## How to complete this task
Show every line from the entries that follow which holds the word "mapper".

## Records from a data collection
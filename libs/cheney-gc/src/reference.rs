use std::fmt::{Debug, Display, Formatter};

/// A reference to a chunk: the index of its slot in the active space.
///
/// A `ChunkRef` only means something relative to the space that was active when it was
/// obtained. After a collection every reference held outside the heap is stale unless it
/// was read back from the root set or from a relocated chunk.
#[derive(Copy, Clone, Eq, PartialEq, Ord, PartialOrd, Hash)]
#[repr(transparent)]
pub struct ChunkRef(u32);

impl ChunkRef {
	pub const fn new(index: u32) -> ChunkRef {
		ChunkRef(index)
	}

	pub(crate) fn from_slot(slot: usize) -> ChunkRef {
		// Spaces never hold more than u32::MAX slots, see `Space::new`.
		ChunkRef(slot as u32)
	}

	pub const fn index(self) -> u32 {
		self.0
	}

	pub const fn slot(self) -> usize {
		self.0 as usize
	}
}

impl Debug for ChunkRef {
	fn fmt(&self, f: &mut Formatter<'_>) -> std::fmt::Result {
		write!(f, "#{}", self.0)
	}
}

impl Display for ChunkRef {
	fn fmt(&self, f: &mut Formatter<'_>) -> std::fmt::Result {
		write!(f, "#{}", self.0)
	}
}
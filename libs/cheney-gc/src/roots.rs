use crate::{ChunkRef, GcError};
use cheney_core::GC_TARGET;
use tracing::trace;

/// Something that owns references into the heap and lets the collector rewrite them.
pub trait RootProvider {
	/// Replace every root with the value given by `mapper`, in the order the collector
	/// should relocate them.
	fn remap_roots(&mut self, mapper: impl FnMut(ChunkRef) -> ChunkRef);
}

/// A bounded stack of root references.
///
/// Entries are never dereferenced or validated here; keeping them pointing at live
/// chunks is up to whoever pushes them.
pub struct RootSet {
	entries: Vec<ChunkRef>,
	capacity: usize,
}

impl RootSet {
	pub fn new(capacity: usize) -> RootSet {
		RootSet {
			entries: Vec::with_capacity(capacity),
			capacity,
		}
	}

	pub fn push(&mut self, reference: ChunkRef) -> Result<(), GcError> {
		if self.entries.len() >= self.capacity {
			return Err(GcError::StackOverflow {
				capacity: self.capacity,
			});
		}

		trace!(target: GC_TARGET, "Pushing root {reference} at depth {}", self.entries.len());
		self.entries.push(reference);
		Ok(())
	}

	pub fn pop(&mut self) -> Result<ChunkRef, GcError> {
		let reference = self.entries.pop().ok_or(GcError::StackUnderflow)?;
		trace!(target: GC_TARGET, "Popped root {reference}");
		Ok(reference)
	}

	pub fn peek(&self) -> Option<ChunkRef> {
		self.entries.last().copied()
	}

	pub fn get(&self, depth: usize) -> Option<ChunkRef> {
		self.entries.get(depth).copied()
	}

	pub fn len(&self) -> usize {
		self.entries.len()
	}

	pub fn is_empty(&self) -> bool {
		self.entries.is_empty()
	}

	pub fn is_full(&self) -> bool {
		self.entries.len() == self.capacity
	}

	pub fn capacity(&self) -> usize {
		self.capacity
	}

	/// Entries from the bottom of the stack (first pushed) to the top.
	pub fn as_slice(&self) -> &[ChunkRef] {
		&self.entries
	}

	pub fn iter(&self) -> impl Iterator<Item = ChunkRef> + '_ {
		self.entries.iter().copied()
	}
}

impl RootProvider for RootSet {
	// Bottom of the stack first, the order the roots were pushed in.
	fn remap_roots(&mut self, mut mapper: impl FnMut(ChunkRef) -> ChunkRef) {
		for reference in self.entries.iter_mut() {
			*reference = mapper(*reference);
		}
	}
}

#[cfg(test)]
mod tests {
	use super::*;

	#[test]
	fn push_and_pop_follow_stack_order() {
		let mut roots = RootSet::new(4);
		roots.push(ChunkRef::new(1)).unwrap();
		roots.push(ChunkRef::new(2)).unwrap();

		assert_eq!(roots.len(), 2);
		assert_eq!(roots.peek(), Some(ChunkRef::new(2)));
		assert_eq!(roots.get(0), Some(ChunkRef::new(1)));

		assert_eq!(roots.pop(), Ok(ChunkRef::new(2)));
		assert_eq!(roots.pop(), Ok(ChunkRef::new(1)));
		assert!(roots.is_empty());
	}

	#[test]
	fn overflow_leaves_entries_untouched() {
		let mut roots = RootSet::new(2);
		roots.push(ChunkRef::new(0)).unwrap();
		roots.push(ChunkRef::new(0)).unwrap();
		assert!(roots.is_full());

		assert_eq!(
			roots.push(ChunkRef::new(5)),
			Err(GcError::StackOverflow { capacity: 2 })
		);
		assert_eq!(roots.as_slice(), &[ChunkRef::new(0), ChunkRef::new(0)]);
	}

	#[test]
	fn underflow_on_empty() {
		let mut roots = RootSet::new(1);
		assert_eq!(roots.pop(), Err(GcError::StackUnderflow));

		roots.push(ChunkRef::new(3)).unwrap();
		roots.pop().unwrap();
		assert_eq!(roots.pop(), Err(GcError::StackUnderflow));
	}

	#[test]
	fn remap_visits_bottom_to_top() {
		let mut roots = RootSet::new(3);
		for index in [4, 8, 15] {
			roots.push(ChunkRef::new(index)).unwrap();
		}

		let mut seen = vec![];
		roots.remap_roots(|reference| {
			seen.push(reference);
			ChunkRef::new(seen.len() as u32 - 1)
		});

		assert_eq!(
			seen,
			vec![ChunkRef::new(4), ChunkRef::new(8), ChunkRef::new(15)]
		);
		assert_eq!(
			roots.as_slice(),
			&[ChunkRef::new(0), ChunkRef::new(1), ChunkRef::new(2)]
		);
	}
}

## Problem solution
	/// Replace every root with the value given by `mapper`, in the order the collector
	fn remap_roots(&mut self, mapper: impl FnMut(ChunkRef) -> ChunkRef);
	fn remap_roots(&mut self, mut mapper: impl FnMut(ChunkRef) -> ChunkRef) {
			*reference = mapper(*reference);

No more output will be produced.